Sytuacja na światowych giełdach ciągle nie ulega poprawie. Wtorek przyniósł dalsze spadki głównych indeksów na wielomiesięczne dna. Do najsłabszych ostatnio przedstawicieli segmentu TMT dołączyły spółki finansowe, chemiczne i motoryzacyjne. Fatalne nastroje panowały szczególnie na Starym Kontynencie, gdzie rolę „czerwonej latarni” pełnił Vivendi Universal, który jeszcze w poniedziałek notował kilkunastoprocentową zwyżkę.
Wtorek zaczął się od zadziwiającego spokoju na giełdach azjatyckich. Indeksy podtrzymywały papiery japońskich eksporterów, których ucieszyło osłabienie jena do dolara. Stabilizacja na parkiecie w Tokio potrwa zapewne krótko, bo agencja Moody’s obniżyła ratingi dla największych banków Kraju Kwitnącej Wiśni do najniższego z możliwych poziomu. W środę Nikkei czeka zapewne pokaźny spadek.
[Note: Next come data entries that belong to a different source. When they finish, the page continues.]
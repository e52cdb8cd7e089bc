//! Cross-origin / CSRF guard (spec §4.I): a same-origin policy check
//! shared by the dev and production RPC dispatchers.

use axum::http::{HeaderMap, Method};
use regex::Regex;
use std::collections::HashSet;

/// Configured exemptions from the default same-origin policy (spec §4.I
/// bullet 5).
#[derive(Clone, Debug, Default)]
pub struct CsrfBypass {
    pub path_patterns: Vec<Regex>,
    pub trusted_origins: HashSet<String>,
}

impl CsrfBypass {
    fn exempts(&self, path: &str, origin: Option<&str>) -> bool {
        if self.path_patterns.iter().any(|re| re.is_match(path)) {
            return true;
        }
        if let Some(origin) = origin {
            if self.trusted_origins.contains(origin) {
                return true;
            }
        }
        false
    }
}

#[derive(Clone, Copy, Debug, PartialEq, Eq)]
pub enum Verdict {
    Allow,
    Deny,
}

/// Evaluate the guard's policy (spec §4.I, steps 1-5) for one request.
pub fn check(method: &Method, path: &str, headers: &HeaderMap, bypass: &CsrfBypass) -> Verdict {
    if matches!(method, &Method::GET | &Method::HEAD | &Method::OPTIONS) {
        return Verdict::Allow;
    }

    let origin = headers
        .get(axum::http::header::ORIGIN)
        .and_then(|v| v.to_str().ok());

    if bypass.exempts(path, origin) {
        return Verdict::Allow;
    }

    if let Some(sec_fetch_site) = headers.get("sec-fetch-site").and_then(|v| v.to_str().ok()) {
        if !sec_fetch_site.is_empty() {
            return if sec_fetch_site == "same-origin" || sec_fetch_site == "none" {
                Verdict::Allow
            } else {
                Verdict::Deny
            };
        }
    }

    let Some(origin) = origin else {
        return Verdict::Allow;
    };
    if origin.is_empty() {
        return Verdict::Allow;
    }

    let Some(origin_host) = extract_host(origin) else {
        return Verdict::Deny;
    };
    let host_header = headers
        .get(axum::http::header::HOST)
        .and_then(|v| v.to_str().ok())
        .unwrap_or_default();

    if origin_host == host_header {
        Verdict::Allow
    } else {
        Verdict::Deny
    }
}

/// Extract the `host[:port]` authority from an `Origin` header value.
fn extract_host(origin: &str) -> Option<String> {
    let url = url::Url::parse(origin).ok()?;
    let host = url.host_str()?;
    Some(match url.port() {
        Some(port) => format!("{host}:{port}"),
        None => host.to_string(),
    })
}

#[cfg(test)]
mod tests {
    use super::*;
    use axum::http::HeaderValue;

    fn headers(pairs: &[(&str, &str)]) -> HeaderMap {
        let mut map = HeaderMap::new();
        for (k, v) in pairs {
            map.insert(
                axum::http::HeaderName::from_bytes(k.as_bytes()).unwrap(),
                HeaderValue::from_str(v).unwrap(),
            );
        }
        map
    }

    #[test]
    fn safe_methods_always_allow() {
        let bypass = CsrfBypass::default();
        for method in [Method::GET, Method::HEAD, Method::OPTIONS] {
            assert_eq!(
                check(&method, "/api/x", &HeaderMap::new(), &bypass),
                Verdict::Allow
            );
        }
    }

    /// Scenario 5 — CSRF deny.
    #[test]
    fn scenario_5_cross_site_sec_fetch_denies() {
        let bypass = CsrfBypass::default();
        let h = headers(&[("sec-fetch-site", "cross-site")]);
        assert_eq!(
            check(&Method::POST, "/api/__rpc/m/f", &h, &bypass),
            Verdict::Deny
        );
    }

    #[test]
    fn matching_origin_and_host_allows() {
        let bypass = CsrfBypass::default();
        let h = headers(&[("origin", "https://example.com"), ("host", "example.com")]);
        assert_eq!(check(&Method::POST, "/api/x", &h, &bypass), Verdict::Allow);
    }

    #[test]
    fn mismatched_origin_and_host_denies() {
        let bypass = CsrfBypass::default();
        let h = headers(&[("origin", "https://evil.com"), ("host", "example.com")]);
        assert_eq!(check(&Method::POST, "/api/x", &h, &bypass), Verdict::Deny);
    }

    #[test]
    fn missing_origin_allows_as_non_browser() {
        let bypass = CsrfBypass::default();
        let h = headers(&[("host", "example.com")]);
        assert_eq!(check(&Method::POST, "/api/x", &h, &bypass), Verdict::Allow);
    }

    #[test]
    fn bypass_path_regex_allows_otherwise_denied_request() {
        let bypass = CsrfBypass {
            path_patterns: vec![Regex::new(r"^/api/webhooks/").unwrap()],
            trusted_origins: HashSet::new(),
        };
        let h = headers(&[("origin", "https://evil.com"), ("host", "example.com")]);
        assert_eq!(
            check(&Method::POST, "/api/webhooks/stripe", &h, &bypass),
            Verdict::Allow
        );
    }
}
use clap::Args;
use std::path::PathBuf;

/// Serve a project directory with hot module replacement.
#[derive(Clone, Debug, Args)]
#[command(name = "dev")]
#[command(next_help_heading = "Dev")]
pub struct DevArgs {
    /// The port to serve on.
    #[arg(short, long, env = "PEAQUE_DEV_PORT", default_value_t = 3000)]
    pub port: u16,
    /// The project root directory.
    #[arg(short, long, env = "PEAQUE_DEV_BASE", default_value = ".")]
    pub base: PathBuf,
    /// Relax the cross-origin guard's bypass allow-list enforcement.
    #[arg(long, env = "PEAQUE_DEV_NO_STRICT")]
    pub no_strict: bool,
    /// Surface full stack traces on 500 responses (off by default in dev too).
    #[arg(long, env = "PEAQUE_DEV_FULL_STACK_TRACES")]
    pub full_stack_traces: bool,
}

/// Produce a self-contained production bundle.
#[derive(Clone, Debug, Args)]
#[command(name = "build")]
#[command(next_help_heading = "Build")]
pub struct BuildArgs {
    /// The directory final build artifacts are written to.
    #[arg(short, long, env = "PEAQUE_BUILD_OUTPUT")]
    pub output: Option<PathBuf>,
    /// The project root directory.
    #[arg(short, long, env = "PEAQUE_BUILD_BASE", default_value = ".")]
    pub base: PathBuf,
    /// Skip bundler minification.
    #[arg(long, env = "PEAQUE_BUILD_NO_MINIFY")]
    pub no_minify: bool,
    /// Emit the bundler's size-analysis metafile alongside the build.
    #[arg(long, env = "PEAQUE_BUILD_ANALYZE")]
    pub analyze: bool,
    /// Skip rewriting public-asset references with the build's asset prefix.
    #[arg(long, env = "PEAQUE_BUILD_NO_ASSET_REWRITE")]
    pub no_asset_rewrite: bool,
    /// Emit a frontend bundle with no generated backend entry.
    #[arg(long, env = "PEAQUE_BUILD_SERVERLESS_FRONTEND")]
    pub serverless_frontend: bool,
    /// Disable the React compiler pass in the bundler, if supported.
    #[arg(long, env = "PEAQUE_BUILD_NO_REACT_COMPILER")]
    pub no_react_compiler: bool,
}

/// Run a previously produced production build.
#[derive(Clone, Debug, Args)]
#[command(name = "start")]
#[command(next_help_heading = "Start")]
pub struct StartArgs {
    /// The project root directory.
    #[arg(short, long, env = "PEAQUE_START_BASE", default_value = ".")]
    pub base: PathBuf,
    /// The port to serve on.
    #[arg(short, long, env = "PEAQUE_START_PORT", default_value_t = 3000)]
    pub port: u16,
}
//! The wire codec: the typed JSON-compatible format server-action shims
//! and the RPC dispatcher use to exchange argument and return values
//! with richer types than plain JSON allows.
//!
//! Plain JSON cannot distinguish `undefined` from `null`, cannot carry
//! `NaN`, and has no representation for `Date`, `RegExp`, `Map`, `Set`,
//! big integers or typed byte arrays. We represent all of these as a
//! [`Wire`] tree and serialize special cases as a tagged object
//! `{"$wire": "<kind>", "value": ...}`; everything else serializes as
//! itself so ordinary payloads stay readable on the wire.

use anyhow::{anyhow, bail, Result};
use base64::Engine;
use serde_json::{Map, Value};
use std::collections::BTreeMap;

const TAG_KEY: &str = "$wire";
const VALUE_KEY: &str = "value";

/// A value in the wire format's type universe.
#[derive(Clone, Debug, PartialEq)]
pub enum Wire {
    Null,
    Undefined,
    Bool(bool),
    /// Distinguished from `Null`/`Undefined`; `NaN` is representable.
    Number(f64),
    String(String),
    Date(String),
    RegExp { source: String, flags: String },
    Map(Vec<(Wire, Wire)>),
    Set(Vec<Wire>),
    BigInt(String),
    Bytes(Vec<u8>),
    Array(Vec<Wire>),
    Object(BTreeMap<String, Wire>),
}

/// Encode a [`Wire`] tree into a `serde_json::Value` suitable for sending
/// as an HTTP body.
pub fn encode(value: &Wire) -> Value {
    match value {
        Wire::Null => Value::Null,
        Wire::Undefined => tagged("undefined", Value::Null),
        Wire::Bool(b) => Value::Bool(*b),
        Wire::Number(n) => {
            if n.is_nan() {
                tagged("nan", Value::Null)
            } else if let Some(number) = serde_json::Number::from_f64(*n) {
                Value::Number(number)
            } else {
                // Infinities: serde_json can't represent them either.
                tagged("number", Value::String(n.to_string()))
            }
        }
        Wire::String(s) => Value::String(s.clone()),
        Wire::Date(iso) => tagged("date", Value::String(iso.clone())),
        Wire::RegExp { source, flags } => tagged(
            "regexp",
            Value::Array(vec![Value::String(source.clone()), Value::String(flags.clone())]),
        ),
        Wire::Map(entries) => {
            let array = entries
                .iter()
                .map(|(k, v)| Value::Array(vec![encode(k), encode(v)]))
                .collect();
            tagged("map", Value::Array(array))
        }
        Wire::Set(items) => tagged("set", Value::Array(items.iter().map(encode).collect())),
        Wire::BigInt(digits) => tagged("bigint", Value::String(digits.clone())),
        Wire::Bytes(bytes) => tagged(
            "bytes",
            Value::String(base64::engine::general_purpose::STANDARD.encode(bytes)),
        ),
        Wire::Array(items) => Value::Array(items.iter().map(encode).collect()),
        Wire::Object(fields) => {
            let mut map = Map::new();
            for (k, v) in fields {
                map.insert(k.clone(), encode(v));
            }
            Value::Object(map)
        }
    }
}

fn tagged(kind: &str, value: Value) -> Value {
    let mut map = Map::new();
    map.insert(TAG_KEY.to_string(), Value::String(kind.to_string()));
    map.insert(VALUE_KEY.to_string(), value);
    Value::Object(map)
}

/// Decode a `serde_json::Value` produced by [`encode`] back into a
/// [`Wire`] tree.
pub fn decode(value: &Value) -> Result<Wire> {
    match value {
        Value::Null => Ok(Wire::Null),
        Value::Bool(b) => Ok(Wire::Bool(*b)),
        Value::Number(n) => Ok(Wire::Number(n.as_f64().ok_or_else(|| anyhow!("non-finite wire number"))?)),
        Value::String(s) => Ok(Wire::String(s.clone())),
        Value::Array(items) => items.iter().map(decode).collect::<Result<_>>().map(Wire::Array),
        Value::Object(map) => {
            if let Some(Value::String(kind)) = map.get(TAG_KEY) {
                let inner = map.get(VALUE_KEY).ok_or_else(|| anyhow!("wire tag missing value"))?;
                return decode_tagged(kind, inner);
            }
            let mut fields = BTreeMap::new();
            for (k, v) in map {
                fields.insert(k.clone(), decode(v)?);
            }
            Ok(Wire::Object(fields))
        }
    }
}

fn decode_tagged(kind: &str, inner: &Value) -> Result<Wire> {
    match kind {
        "undefined" => Ok(Wire::Undefined),
        "nan" => Ok(Wire::Number(f64::NAN)),
        "number" => {
            let Value::String(s) = inner else {
                bail!("malformed wire number tag")
            };
            Ok(Wire::Number(s.parse().map_err(|_| anyhow!("bad wire number literal"))?))
        }
        "date" => {
            let Value::String(s) = inner else {
                bail!("malformed wire date tag")
            };
            Ok(Wire::Date(s.clone()))
        }
        "regexp" => {
            let Value::Array(pair) = inner else {
                bail!("malformed wire regexp tag")
            };
            let [Value::String(source), Value::String(flags)] = &pair[..] else {
                bail!("malformed wire regexp tag")
            };
            Ok(Wire::RegExp {
                source: source.clone(),
                flags: flags.clone(),
            })
        }
        "map" => {
            let Value::Array(entries) = inner else {
                bail!("malformed wire map tag")
            };
            let mut out = Vec::with_capacity(entries.len());
            for entry in entries {
                let Value::Array(pair) = entry else {
                    bail!("malformed wire map entry")
                };
                let [k, v] = &pair[..] else {
                    bail!("malformed wire map entry")
                };
                out.push((decode(k)?, decode(v)?));
            }
            Ok(Wire::Map(out))
        }
        "set" => {
            let Value::Array(items) = inner else {
                bail!("malformed wire set tag")
            };
            items.iter().map(decode).collect::<Result<_>>().map(Wire::Set)
        }
        "bigint" => {
            let Value::String(s) = inner else {
                bail!("malformed wire bigint tag")
            };
            Ok(Wire::BigInt(s.clone()))
        }
        "bytes" => {
            let Value::String(s) = inner else {
                bail!("malformed wire bytes tag")
            };
            let bytes = base64::engine::general_purpose::STANDARD
                .decode(s)
                .map_err(|_| anyhow!("bad wire bytes base64"))?;
            Ok(Wire::Bytes(bytes))
        }
        other => bail!("unknown wire tag: {other}"),
    }
}

/// Round-trip a [`Wire`] value through its JSON encoding, as the RPC
/// dispatcher does for request/response bodies.
pub fn round_trip(value: &Wire) -> Result<Wire> {
    decode(&encode(value))
}

#[cfg(test)]
mod tests {
    use super::*;

    #[test]
    fn preserves_undefined_vs_null_vs_nan() {
        assert_eq!(round_trip(&Wire::Null).unwrap(), Wire::Null);
        assert_eq!(round_trip(&Wire::Undefined).unwrap(), Wire::Undefined);
        let nan = round_trip(&Wire::Number(f64::NAN)).unwrap();
        match nan {
            Wire::Number(n) => assert!(n.is_nan()),
            other => panic!("expected number, got {other:?}"),
        }
    }

    #[test]
    fn preserves_date_regexp_map_set_bigint_bytes() {
        assert_eq!(
            round_trip(&Wire::Date("2024-01-01T00:00:00.000Z".into())).unwrap(),
            Wire::Date("2024-01-01T00:00:00.000Z".into())
        );
        assert_eq!(
            round_trip(&Wire::RegExp {
                source: "a+".into(),
                flags: "gi".into()
            })
            .unwrap(),
            Wire::RegExp {
                source: "a+".into(),
                flags: "gi".into()
            }
        );
        let map = Wire::Map(vec![(Wire::String("k".into()), Wire::Number(1.0))]);
        assert_eq!(round_trip(&map).unwrap(), map);
        let set = Wire::Set(vec![Wire::Number(1.0), Wire::Number(2.0)]);
        assert_eq!(round_trip(&set).unwrap(), set);
        assert_eq!(
            round_trip(&Wire::BigInt("123456789012345678901234567890".into())).unwrap(),
            Wire::BigInt("123456789012345678901234567890".into())
        );
        assert_eq!(
            round_trip(&Wire::Bytes(vec![0, 1, 2, 255])).unwrap(),
            Wire::Bytes(vec![0, 1, 2, 255])
        );
    }

    #[test]
    fn plain_objects_and_arrays_round_trip_without_tags() {
        let mut fields = BTreeMap::new();
        fields.insert("name".to_string(), Wire::String("ana".into()));
        fields.insert(
            "tags".to_string(),
            Wire::Array(vec![Wire::String("a".into()), Wire::String("b".into())]),
        );
        let object = Wire::Object(fields);
        let encoded = encode(&object);
        assert!(encoded.get(TAG_KEY).is_none());
        assert_eq!(decode(&encoded).unwrap(), object);
    }
}
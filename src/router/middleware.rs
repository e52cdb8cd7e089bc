//! Middleware chain composition (spec §4.D "Middleware chain"): which
//! files apply, ancestor-first, to a matched node, and the actual
//! outermost-to-innermost invocation contract.
//!
//! The spec's REDESIGN FLAGS call for "an explicit index-threaded loop"
//! over a closure tower, which is what [`run_chain`] is: rather than
//! handing each middleware a live `next` closure (impossible across a
//! process boundary), each middleware file's default export is invoked
//! twice through the [`ScriptRuntime`] — once on the way in, once on the
//! way out — with an explicit [`ChainDirective`] marking which of the
//! two it is:
//!
//! - *before*: the middleware receives the request and returns either
//!   `Next(request)` (continue inward, request possibly amended) or
//!   `Respond(response)` (short-circuit; the handler and every
//!   remaining middleware's *before* phase never runs).
//! - *after*: only runs for middleware that chose `Next`. It receives
//!   the response produced by everything inside it (the next
//!   middleware, or the handler) and returns the response to hand back
//!   to its own caller, amended or not.

use super::tree::{FileRef, RouteNode};
use crate::fs::BoxFuture;
use crate::runtime::{Invocation, ScriptRuntime};
use crate::wire::Wire;
use anyhow::{bail, Result};
use std::collections::BTreeMap;

/// The ordered list of middleware files that apply to a matched node,
/// ancestor-first, as accumulated by the route tree builder under the
/// `"middleware"` stack slot.
#[derive(Clone, Debug, Default)]
pub struct MiddlewareChain {
    pub files: Vec<FileRef>,
}

impl MiddlewareChain {
    pub fn for_node(node: &RouteNode) -> Self {
        Self {
            files: node.stacks.get("middleware").cloned().unwrap_or_default(),
        }
    }

    pub fn is_empty(&self) -> bool {
        self.files.is_empty()
    }
}

const DIRECTIVE_TAG: &str = "$peaqueMiddlewareDirective";

/// What a middleware invocation decided, for one phase of the chain.
#[derive(Clone, Debug, PartialEq)]
pub enum ChainDirective {
    /// Continue inward (or, on the *after* phase, hand the response back
    /// to the caller) with this value.
    Next(Wire),
    /// Short-circuit: this is the final response. Only meaningful on the
    /// *before* phase.
    Respond(Wire),
}

impl ChainDirective {
    pub fn into_wire(self) -> Wire {
        let (tag, value) = match self {
            ChainDirective::Next(v) => ("next", v),
            ChainDirective::Respond(v) => ("respond", v),
        };
        let mut fields = BTreeMap::new();
        fields.insert(DIRECTIVE_TAG.to_string(), Wire::String(tag.to_string()));
        fields.insert("value".to_string(), value);
        Wire::Object(fields)
    }

    pub fn from_wire(wire: &Wire) -> Result<Self> {
        let Wire::Object(fields) = wire else {
            bail!("middleware response must be a tagged chain directive object, got {wire:?}");
        };
        let tag = match fields.get(DIRECTIVE_TAG) {
            Some(Wire::String(s)) => s.as_str(),
            _ => bail!("middleware response missing `{DIRECTIVE_TAG}` tag"),
        };
        let value = fields.get("value").cloned().unwrap_or(Wire::Undefined);
        match tag {
            "next" => Ok(ChainDirective::Next(value)),
            "respond" => Ok(ChainDirective::Respond(value)),
            other => bail!("unknown middleware chain directive `{other}`"),
        }
    }

    /// The value carried regardless of which variant this is — used on
    /// the *after* phase, where either variant hands back the response.
    fn into_value(self) -> Wire {
        match self {
            ChainDirective::Next(v) | ChainDirective::Respond(v) => v,
        }
    }
}

/// Run `chain` outermost-to-innermost around `handler` (spec §4.D). Each
/// middleware module's `default` export is invoked through `runtime`
/// once per phase; see the module docs for the before/after contract.
/// `handler` is called at most once, only once the chain is exhausted
/// without a short-circuit.
pub fn run_chain<'a, H, F>(chain: &'a [String], runtime: &'a dyn ScriptRuntime, request: Wire, handler: &'a H) -> BoxFuture<'a, Result<Wire>>
where
    H: Fn(Wire) -> F + Sync,
    F: std::future::Future<Output = Result<Wire>> + Send + 'a,
{
    run_step(chain, 0, runtime, request, handler)
}

fn run_step<'a, H, F>(chain: &'a [String], index: usize, runtime: &'a dyn ScriptRuntime, request: Wire, handler: &'a H) -> BoxFuture<'a, Result<Wire>>
where
    H: Fn(Wire) -> F + Sync,
    F: std::future::Future<Output = Result<Wire>> + Send + 'a,
{
    Box::pin(async move {
        let Some(module_path) = chain.get(index) else {
            return handler(request).await;
        };

        let before = runtime
            .invoke(Invocation {
                module_path: module_path.clone(),
                export_name: "default".into(),
                args: vec![request, ChainDirective::Next(Wire::Undefined).into_wire()],
            })
            .await?;

        match ChainDirective::from_wire(&before)? {
            ChainDirective::Respond(response) => Ok(response),
            ChainDirective::Next(amended_request) => {
                let inner_response = run_step(chain, index + 1, runtime, amended_request, handler).await?;
                let after = runtime
                    .invoke(Invocation {
                        module_path: module_path.clone(),
                        export_name: "default".into(),
                        args: vec![inner_response, ChainDirective::Respond(Wire::Undefined).into_wire()],
                    })
                    .await?;
                Ok(ChainDirective::from_wire(&after)?.into_value())
            }
        }
    })
}

#[cfg(test)]
mod tests {
    use super::*;
    use crate::fs::MemoryFileSystem;
    use crate::router::config::api_config;
    use crate::router::tree::build_route_tree;
    use std::path::Path;
    use std::sync::atomic::{AtomicUsize, Ordering};
    use std::sync::{Arc, Mutex};

    #[tokio::test]
    async fn middleware_chain_inherits_ancestor_first() {
        let memfs = MemoryFileSystem::new()
            .with_file("src/api/middleware.ts", b"root")
            .with_file("src/api/users/middleware.ts", b"users")
            .with_file("src/api/users/route.ts", b"handler");
        let root = build_route_tree(&memfs, Path::new("src/api"), &api_config())
            .await
            .unwrap();
        let users = &root.static_children["users"];
        let chain = MiddlewareChain::for_node(users);
        assert_eq!(chain.files.len(), 2);
        assert_eq!(chain.files[0].path, Path::new("src/api/middleware.ts"));
        assert_eq!(chain.files[1].path, Path::new("src/api/users/middleware.ts"));
    }

    /// A `ScriptRuntime` double that applies a fixed per-module directive
    /// function, so chain composition can be exercised without a Node
    /// worker. Records every `(module_path, phase)` pair it sees so tests
    /// can assert on call order and short-circuit behavior.
    struct ScriptedRuntime {
        calls: Mutex<Vec<(String, &'static str)>>,
        behavior: Box<dyn Fn(&str, &'static str, &Wire) -> Wire + Send + Sync>,
    }

    fn phase_of(args: &[Wire]) -> &'static str {
        match args.get(1) {
            Some(Wire::Object(fields)) if fields.get(DIRECTIVE_TAG) == Some(&Wire::String("respond".into())) => "after",
            _ => "before",
        }
    }

    impl ScriptRuntime for ScriptedRuntime {
        fn invoke<'a>(&'a self, call: Invocation) -> BoxFuture<'a, Result<Wire>> {
            Box::pin(async move {
                let phase = phase_of(&call.args);
                self.calls.lock().unwrap().push((call.module_path.clone(), phase));
                Ok((self.behavior)(&call.module_path, phase, &call.args[0]))
            })
        }
    }

    #[tokio::test]
    async fn short_circuit_skips_inner_middleware_and_handler() {
        let handler_called = Arc::new(AtomicUsize::new(0));
        let counter = handler_called.clone();
        let handler = move |_req: Wire| -> BoxFuture<'static, Result<Wire>> {
            let counter = counter.clone();
            Box::pin(async move {
                counter.fetch_add(1, Ordering::SeqCst);
                Ok(Wire::String("handler".into()))
            })
        };
        let runtime = ScriptedRuntime {
            calls: Mutex::new(Vec::new()),
            behavior: Box::new(|module_path, _phase, _req| {
                if module_path == "src/api/guard" {
                    ChainDirective::Respond(Wire::String("denied".into())).into_wire()
                } else {
                    ChainDirective::Next(Wire::String("req".into())).into_wire()
                }
            }),
        };
        let chain = vec!["src/api/guard".to_string(), "src/api/users/middleware".to_string()];
        let result = run_chain(&chain, &runtime, Wire::String("req".into()), &handler)
            .await
            .unwrap();
        assert_eq!(result, Wire::String("denied".into()));
        let calls = runtime.calls.lock().unwrap().clone();
        assert_eq!(calls, vec![("src/api/guard".to_string(), "before")]);
        assert_eq!(handler_called.load(Ordering::SeqCst), 0, "handler must not run when a middleware short-circuits");
    }

    #[tokio::test]
    async fn next_runs_handler_and_after_phase_can_amend_response() {
        let handler = |_req: Wire| -> BoxFuture<'static, Result<Wire>> { Box::pin(async { Ok(Wire::String("handler".into())) }) };
        let runtime = ScriptedRuntime {
            calls: Mutex::new(Vec::new()),
            behavior: Box::new(|module_path, phase, req| match phase {
                "before" => ChainDirective::Next(req.clone()).into_wire(),
                _ => {
                    // Amend whatever the inner chain produced by wrapping it.
                    let Wire::String(inner) = req else { unreachable!() };
                    ChainDirective::Next(Wire::String(format!("{module_path}+{inner}"))).into_wire()
                }
            }),
        };
        let chain = vec!["src/api/logging".to_string()];
        let result = run_chain(&chain, &runtime, Wire::String("req".into()), &handler)
            .await
            .unwrap();
        assert_eq!(result, Wire::String("src/api/logging+handler".into()));
        let calls = runtime.calls.lock().unwrap().clone();
        assert_eq!(
            calls,
            vec![
                ("src/api/logging".to_string(), "before"),
                ("src/api/logging".to_string(), "after"),
            ]
        );
    }

    #[tokio::test]
    async fn empty_chain_invokes_handler_directly() {
        let handler = |req: Wire| -> BoxFuture<'static, Result<Wire>> { Box::pin(async move { Ok(req) }) };
        let runtime = ScriptedRuntime {
            calls: Mutex::new(Vec::new()),
            behavior: Box::new(|_, _, req| req.clone()),
        };
        let result = run_chain(&[], &runtime, Wire::String("pass-through".into()), &handler)
            .await
            .unwrap();
        assert_eq!(result, Wire::String("pass-through".into()));
        assert!(runtime.calls.lock().unwrap().is_empty());
    }

    #[test]
    fn directive_round_trips_through_wire_encoding() {
        let next = ChainDirective::Next(Wire::Number(1.0));
        let wire = next.clone().into_wire();
        let encoded = crate::wire::encode(&wire);
        let decoded = crate::wire::decode(&encoded).unwrap();
        assert_eq!(ChainDirective::from_wire(&decoded).unwrap(), next);

        let respond = ChainDirective::Respond(Wire::String("nope".into()));
        let wire = respond.clone().into_wire();
        let encoded = crate::wire::encode(&wire);
        let decoded = crate::wire::decode(&encoded).unwrap();
        assert_eq!(ChainDirective::from_wire(&decoded).unwrap(), respond);
    }
}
Po aferach WorldCom i Xeroksa, każda wzmianka o księgowych usterkach odbierana jest przez rynek z paniką. O takich praktykach w koncernie Vivendi doniósł wtorkowy „Le Monde”. Kurs giganta medialnego dobiły jeszcze obniżki ratingu przez obie główne agencje, co zaowocowało 25-proc. spadkiem na zamknięciu sesji w Paryżu. Moody’s i S&P wywołały nerwowość wśród wierzycieli Vivendi. W efekcie po 5-7 proc. stracili udziałowcy BNP Paribas, Credit Lyonnais, ABN Amro i Societe Generale.
Na giełdach za oceanem nadal dramatycznie wygląda sytuacja spółek technologicznych. Indeks Nasdaq pogłębił pięcioletnie minimum, do czego tym razem przyczynili się analitycy. Ponadto zbliża się święto 4 lipca, co zwiększa groźbę zamachów terrorystycznych.
Analitycy Morgan Stanley zapowiadają na ten rok 20-proc. spadek zamówień i ich 20-proc. wzrost w 2003 r. Wcześniejsza prognoza zapowiadała odpowiednio spadek o 15 proc. i wzrost o 30 proc. Po kilka proc. straciły Intel, KLA-Tencor, Applied Materials i Novellus.